Problem to work on »
Go through the material below line by line and count those containing "contains". Write the count and nothing more.

Task inputs »
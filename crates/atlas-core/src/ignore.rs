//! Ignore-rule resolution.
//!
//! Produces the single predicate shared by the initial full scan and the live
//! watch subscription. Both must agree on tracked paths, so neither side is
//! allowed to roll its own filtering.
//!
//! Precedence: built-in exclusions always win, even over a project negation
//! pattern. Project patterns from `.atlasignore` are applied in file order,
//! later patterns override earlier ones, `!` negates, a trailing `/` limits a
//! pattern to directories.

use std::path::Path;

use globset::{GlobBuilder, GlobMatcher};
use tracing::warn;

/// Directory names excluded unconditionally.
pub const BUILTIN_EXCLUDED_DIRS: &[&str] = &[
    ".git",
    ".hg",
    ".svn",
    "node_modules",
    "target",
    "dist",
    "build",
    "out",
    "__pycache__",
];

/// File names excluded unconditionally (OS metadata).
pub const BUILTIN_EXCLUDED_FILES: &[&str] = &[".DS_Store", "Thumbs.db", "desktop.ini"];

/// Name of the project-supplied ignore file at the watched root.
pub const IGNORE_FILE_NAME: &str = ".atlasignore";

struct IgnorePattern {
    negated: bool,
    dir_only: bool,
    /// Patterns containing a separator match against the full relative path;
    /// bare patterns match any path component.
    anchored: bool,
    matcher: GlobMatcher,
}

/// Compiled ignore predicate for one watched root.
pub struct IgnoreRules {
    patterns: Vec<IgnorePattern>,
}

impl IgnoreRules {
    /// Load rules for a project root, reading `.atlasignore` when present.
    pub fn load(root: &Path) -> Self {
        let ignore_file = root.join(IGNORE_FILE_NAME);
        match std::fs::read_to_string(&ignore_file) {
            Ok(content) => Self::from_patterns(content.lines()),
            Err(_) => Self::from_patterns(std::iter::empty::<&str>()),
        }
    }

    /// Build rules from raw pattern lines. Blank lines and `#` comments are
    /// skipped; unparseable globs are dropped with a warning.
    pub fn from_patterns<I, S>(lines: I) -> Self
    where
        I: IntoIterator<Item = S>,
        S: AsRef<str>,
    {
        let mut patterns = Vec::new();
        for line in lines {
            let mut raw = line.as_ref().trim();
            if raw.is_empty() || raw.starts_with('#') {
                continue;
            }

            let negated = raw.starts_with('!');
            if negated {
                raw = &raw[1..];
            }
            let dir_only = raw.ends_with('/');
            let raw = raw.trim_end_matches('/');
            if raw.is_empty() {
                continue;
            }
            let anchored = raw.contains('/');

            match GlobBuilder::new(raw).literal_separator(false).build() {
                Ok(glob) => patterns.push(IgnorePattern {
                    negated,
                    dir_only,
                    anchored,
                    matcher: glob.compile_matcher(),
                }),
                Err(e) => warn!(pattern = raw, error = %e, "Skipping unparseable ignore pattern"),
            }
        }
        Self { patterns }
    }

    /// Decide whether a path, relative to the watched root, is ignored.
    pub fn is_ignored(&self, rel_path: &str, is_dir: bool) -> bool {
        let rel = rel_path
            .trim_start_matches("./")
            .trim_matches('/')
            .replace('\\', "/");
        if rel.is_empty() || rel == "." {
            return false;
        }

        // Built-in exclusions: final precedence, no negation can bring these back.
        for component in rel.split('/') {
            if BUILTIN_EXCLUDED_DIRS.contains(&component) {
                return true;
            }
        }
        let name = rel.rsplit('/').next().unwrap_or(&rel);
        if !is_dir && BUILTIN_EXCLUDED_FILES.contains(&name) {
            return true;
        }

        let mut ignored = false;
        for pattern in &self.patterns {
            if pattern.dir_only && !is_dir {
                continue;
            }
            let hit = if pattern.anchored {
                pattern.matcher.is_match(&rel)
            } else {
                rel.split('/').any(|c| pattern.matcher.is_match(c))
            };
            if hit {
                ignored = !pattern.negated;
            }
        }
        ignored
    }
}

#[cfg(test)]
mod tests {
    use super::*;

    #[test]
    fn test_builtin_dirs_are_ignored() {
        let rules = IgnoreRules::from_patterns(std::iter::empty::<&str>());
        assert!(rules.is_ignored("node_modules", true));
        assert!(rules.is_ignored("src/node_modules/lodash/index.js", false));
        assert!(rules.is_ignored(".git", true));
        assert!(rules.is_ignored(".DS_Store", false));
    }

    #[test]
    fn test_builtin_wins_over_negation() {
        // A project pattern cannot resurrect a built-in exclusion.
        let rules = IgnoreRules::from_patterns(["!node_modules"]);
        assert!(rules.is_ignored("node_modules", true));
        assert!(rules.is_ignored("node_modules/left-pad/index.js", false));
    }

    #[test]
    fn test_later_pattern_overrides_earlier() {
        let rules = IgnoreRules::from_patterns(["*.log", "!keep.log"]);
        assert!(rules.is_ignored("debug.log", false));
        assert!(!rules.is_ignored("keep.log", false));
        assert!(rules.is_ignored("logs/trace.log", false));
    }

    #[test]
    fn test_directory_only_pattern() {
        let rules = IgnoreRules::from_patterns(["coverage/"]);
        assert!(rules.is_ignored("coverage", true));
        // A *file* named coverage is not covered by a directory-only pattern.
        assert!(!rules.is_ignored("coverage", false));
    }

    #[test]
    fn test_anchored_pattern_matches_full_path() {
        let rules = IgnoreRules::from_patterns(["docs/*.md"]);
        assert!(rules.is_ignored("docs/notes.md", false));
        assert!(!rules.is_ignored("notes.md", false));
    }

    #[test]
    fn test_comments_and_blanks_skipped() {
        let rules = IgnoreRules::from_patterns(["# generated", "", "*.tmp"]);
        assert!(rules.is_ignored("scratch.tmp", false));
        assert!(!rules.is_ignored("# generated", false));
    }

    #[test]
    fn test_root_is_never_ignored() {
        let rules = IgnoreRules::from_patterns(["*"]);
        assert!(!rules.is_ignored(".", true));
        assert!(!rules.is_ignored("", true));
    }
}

Output of the task »
3